━━━━━ Data for the task
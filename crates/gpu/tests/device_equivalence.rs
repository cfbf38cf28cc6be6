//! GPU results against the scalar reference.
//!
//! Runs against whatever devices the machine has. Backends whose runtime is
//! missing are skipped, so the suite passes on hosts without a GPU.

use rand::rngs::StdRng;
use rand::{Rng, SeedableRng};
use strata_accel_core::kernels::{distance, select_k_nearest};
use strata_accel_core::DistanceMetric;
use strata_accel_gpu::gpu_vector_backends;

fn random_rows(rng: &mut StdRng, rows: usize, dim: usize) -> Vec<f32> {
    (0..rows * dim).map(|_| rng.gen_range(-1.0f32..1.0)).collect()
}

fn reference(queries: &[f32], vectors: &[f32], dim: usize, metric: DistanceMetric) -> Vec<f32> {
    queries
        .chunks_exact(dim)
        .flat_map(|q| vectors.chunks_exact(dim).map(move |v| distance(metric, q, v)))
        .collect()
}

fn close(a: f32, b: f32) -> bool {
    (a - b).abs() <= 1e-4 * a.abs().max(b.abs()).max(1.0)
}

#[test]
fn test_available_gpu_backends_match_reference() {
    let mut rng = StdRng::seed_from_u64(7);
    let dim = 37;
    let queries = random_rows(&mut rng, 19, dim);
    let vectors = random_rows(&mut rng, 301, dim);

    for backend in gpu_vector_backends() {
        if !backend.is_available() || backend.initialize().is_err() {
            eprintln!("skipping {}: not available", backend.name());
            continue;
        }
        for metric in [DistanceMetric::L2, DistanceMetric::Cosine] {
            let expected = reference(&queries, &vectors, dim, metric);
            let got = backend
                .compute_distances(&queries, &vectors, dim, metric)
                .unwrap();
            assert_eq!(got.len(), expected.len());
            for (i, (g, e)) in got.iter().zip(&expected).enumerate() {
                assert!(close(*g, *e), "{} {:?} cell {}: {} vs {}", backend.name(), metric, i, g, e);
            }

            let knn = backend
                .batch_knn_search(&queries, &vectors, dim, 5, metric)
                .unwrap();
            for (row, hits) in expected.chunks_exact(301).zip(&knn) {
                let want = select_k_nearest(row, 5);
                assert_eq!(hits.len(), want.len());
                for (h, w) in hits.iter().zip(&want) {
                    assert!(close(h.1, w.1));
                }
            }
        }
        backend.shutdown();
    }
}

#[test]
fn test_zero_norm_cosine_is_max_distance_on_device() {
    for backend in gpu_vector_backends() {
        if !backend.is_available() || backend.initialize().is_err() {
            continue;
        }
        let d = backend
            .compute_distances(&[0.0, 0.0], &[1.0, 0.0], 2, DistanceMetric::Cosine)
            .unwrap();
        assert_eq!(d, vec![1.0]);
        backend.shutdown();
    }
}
━━━━━━━━━━
━━━━━ Data for the task
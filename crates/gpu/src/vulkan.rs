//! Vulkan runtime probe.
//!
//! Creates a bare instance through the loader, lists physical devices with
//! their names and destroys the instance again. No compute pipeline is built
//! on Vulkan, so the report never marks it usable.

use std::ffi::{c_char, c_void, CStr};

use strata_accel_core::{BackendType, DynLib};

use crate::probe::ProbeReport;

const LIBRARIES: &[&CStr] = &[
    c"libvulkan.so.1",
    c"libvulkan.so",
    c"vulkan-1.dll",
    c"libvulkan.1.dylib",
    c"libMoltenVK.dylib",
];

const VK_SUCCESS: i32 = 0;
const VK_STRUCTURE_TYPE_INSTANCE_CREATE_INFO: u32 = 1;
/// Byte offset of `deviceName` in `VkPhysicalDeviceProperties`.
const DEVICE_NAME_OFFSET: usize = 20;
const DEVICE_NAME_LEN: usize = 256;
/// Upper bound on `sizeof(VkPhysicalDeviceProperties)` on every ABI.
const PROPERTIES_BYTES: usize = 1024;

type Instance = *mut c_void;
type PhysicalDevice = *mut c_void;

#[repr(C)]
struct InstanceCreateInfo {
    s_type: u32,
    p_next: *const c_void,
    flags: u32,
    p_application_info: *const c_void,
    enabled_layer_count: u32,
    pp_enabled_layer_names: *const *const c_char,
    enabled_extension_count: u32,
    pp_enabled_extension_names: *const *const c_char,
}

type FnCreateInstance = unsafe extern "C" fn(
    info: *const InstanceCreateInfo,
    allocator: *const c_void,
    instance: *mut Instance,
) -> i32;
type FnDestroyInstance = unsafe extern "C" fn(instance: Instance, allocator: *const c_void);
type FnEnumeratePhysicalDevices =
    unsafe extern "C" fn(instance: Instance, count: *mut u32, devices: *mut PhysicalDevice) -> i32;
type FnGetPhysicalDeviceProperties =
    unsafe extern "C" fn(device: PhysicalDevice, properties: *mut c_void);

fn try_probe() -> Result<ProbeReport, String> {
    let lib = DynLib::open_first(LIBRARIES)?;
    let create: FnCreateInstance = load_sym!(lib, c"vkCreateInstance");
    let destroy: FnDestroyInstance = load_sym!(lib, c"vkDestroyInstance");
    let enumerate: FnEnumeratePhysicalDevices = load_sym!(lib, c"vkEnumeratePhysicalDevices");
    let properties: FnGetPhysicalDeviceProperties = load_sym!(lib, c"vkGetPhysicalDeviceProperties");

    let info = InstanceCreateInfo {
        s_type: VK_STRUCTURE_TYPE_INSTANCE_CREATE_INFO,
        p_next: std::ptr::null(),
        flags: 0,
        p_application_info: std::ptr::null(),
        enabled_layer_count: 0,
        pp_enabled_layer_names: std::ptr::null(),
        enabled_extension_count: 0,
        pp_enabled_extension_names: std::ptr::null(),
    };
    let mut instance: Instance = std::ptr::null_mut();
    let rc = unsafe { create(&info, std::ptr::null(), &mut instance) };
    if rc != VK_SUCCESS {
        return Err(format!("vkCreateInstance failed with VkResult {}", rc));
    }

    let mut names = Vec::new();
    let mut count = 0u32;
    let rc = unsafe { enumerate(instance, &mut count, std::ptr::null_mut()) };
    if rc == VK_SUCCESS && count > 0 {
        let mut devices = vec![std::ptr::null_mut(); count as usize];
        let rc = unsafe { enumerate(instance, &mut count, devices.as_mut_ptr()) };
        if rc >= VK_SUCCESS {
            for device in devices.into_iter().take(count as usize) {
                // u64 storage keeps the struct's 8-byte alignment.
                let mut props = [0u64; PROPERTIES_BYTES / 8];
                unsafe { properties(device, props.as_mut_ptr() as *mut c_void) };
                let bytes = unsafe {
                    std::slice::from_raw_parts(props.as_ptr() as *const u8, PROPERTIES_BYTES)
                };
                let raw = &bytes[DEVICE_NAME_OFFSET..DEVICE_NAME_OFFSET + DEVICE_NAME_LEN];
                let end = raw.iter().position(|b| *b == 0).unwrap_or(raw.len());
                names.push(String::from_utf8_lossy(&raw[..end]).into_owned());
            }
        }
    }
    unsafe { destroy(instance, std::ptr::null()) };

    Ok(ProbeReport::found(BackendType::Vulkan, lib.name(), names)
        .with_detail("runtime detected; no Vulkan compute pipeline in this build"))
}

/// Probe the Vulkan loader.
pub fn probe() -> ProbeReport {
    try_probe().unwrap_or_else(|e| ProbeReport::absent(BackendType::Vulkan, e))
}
━━━━━━━━━━
━━━━━ Data for the task
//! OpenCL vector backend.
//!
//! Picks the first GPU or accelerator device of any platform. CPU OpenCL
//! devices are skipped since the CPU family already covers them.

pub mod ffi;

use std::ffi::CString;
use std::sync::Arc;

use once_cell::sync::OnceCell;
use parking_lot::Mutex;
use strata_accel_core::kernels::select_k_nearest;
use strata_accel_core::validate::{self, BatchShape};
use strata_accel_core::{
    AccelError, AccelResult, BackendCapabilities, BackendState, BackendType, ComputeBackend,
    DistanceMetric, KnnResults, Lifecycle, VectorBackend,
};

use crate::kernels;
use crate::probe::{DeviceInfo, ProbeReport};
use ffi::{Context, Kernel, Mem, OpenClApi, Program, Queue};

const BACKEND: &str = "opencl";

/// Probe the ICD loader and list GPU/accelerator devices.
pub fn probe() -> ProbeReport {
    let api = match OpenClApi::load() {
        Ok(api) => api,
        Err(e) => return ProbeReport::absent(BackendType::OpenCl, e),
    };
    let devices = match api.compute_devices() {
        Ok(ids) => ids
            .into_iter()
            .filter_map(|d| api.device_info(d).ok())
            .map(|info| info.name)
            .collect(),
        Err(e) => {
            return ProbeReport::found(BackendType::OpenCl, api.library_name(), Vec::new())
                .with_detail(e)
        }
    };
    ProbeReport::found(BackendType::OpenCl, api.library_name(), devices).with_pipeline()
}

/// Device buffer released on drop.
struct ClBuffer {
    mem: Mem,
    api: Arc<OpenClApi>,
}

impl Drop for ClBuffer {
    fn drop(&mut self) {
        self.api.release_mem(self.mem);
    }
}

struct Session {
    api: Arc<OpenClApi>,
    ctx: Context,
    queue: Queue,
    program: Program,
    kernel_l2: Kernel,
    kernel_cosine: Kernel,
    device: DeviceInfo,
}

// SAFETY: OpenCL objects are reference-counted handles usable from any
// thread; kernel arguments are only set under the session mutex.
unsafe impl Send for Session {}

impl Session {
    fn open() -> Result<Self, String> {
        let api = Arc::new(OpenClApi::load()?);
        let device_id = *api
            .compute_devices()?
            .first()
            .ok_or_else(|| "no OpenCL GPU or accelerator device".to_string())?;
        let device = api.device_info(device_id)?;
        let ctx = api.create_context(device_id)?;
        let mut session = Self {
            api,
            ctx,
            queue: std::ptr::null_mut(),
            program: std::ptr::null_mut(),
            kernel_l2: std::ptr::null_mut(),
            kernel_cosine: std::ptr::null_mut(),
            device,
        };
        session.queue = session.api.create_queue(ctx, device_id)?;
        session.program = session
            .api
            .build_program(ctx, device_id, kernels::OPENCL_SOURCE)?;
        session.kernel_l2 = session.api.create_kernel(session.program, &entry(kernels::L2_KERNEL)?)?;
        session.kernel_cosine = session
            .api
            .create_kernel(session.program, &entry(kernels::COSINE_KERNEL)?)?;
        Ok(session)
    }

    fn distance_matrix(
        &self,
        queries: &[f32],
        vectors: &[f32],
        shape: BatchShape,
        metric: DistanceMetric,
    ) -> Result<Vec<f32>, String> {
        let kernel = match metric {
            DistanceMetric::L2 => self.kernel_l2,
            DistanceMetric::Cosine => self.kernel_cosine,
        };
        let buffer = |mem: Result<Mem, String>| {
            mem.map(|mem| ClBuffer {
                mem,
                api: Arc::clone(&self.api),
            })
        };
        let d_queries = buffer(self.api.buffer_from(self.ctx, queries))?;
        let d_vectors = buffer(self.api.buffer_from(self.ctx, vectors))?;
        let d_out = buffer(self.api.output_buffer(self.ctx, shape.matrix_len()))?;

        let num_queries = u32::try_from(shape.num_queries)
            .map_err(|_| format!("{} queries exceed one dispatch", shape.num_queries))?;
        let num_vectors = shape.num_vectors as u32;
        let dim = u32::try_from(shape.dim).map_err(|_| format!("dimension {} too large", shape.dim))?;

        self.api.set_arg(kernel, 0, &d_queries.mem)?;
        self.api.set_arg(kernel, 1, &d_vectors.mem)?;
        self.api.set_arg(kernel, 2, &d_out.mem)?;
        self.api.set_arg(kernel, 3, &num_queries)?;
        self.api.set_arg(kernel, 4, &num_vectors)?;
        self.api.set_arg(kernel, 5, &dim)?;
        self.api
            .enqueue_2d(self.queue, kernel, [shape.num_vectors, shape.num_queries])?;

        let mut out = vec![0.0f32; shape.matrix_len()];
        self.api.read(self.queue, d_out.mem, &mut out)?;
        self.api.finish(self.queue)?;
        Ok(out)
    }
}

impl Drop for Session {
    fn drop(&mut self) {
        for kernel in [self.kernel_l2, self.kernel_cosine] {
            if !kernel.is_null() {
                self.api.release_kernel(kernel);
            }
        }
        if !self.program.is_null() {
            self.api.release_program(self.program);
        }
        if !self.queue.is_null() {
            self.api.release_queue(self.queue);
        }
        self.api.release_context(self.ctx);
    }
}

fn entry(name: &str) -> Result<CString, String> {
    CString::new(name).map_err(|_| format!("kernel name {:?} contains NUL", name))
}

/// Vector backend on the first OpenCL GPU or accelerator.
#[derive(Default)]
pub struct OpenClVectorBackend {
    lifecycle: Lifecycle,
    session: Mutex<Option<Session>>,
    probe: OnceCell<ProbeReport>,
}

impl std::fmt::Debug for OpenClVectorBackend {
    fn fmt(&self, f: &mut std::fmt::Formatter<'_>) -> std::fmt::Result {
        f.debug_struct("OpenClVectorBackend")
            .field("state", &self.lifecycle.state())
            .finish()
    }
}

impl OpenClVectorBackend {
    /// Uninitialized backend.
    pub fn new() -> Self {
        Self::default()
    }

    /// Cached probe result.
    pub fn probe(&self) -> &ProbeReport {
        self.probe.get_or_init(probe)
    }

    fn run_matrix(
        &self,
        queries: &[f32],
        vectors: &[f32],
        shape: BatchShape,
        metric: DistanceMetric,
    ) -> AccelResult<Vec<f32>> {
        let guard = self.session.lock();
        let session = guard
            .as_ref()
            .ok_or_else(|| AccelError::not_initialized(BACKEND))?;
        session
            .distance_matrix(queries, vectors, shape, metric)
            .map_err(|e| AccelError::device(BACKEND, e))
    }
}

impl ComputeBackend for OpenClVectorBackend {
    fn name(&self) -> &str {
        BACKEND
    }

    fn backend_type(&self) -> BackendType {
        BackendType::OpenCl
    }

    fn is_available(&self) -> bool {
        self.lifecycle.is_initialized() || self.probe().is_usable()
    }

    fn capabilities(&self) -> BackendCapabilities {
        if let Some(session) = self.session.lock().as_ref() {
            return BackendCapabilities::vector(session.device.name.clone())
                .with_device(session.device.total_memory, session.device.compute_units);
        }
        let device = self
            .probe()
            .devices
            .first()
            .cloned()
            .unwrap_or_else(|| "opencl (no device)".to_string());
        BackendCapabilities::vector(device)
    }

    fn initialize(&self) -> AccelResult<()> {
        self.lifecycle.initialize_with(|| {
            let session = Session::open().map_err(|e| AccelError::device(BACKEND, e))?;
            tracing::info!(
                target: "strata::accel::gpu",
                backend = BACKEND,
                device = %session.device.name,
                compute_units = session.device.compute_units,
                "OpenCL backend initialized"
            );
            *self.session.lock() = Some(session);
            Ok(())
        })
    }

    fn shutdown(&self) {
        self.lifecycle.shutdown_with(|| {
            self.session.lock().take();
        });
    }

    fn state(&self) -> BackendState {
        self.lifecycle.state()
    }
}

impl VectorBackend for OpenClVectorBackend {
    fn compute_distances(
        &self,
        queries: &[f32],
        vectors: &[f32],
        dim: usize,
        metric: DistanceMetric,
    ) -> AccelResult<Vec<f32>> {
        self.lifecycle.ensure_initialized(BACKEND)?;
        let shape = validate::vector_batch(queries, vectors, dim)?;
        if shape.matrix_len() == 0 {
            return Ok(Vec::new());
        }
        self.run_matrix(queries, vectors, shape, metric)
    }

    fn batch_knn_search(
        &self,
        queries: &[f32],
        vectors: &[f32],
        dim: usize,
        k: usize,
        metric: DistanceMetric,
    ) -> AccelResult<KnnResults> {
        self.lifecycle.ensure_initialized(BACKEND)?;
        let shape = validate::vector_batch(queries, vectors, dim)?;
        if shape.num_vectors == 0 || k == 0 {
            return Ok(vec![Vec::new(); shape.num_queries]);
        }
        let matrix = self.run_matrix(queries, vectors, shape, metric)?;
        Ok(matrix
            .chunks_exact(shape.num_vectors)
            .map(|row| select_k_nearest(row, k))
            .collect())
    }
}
━━━━━━━━━━
Out of the entries above, write out only the lines between the line holding "fn backend_type(&self) ->" and the line holding "if let Some(session)", inclusive, each exactly as given.

▶ Task solution
    fn backend_type(&self) -> BackendType {
        BackendType::OpenCl
    }

    fn is_available(&self) -> bool {
        self.lifecycle.is_initialized() || self.probe().is_usable()
    }

    fn capabilities(&self) -> BackendCapabilities {
        if let Some(session) = self.session.lock().as_ref() {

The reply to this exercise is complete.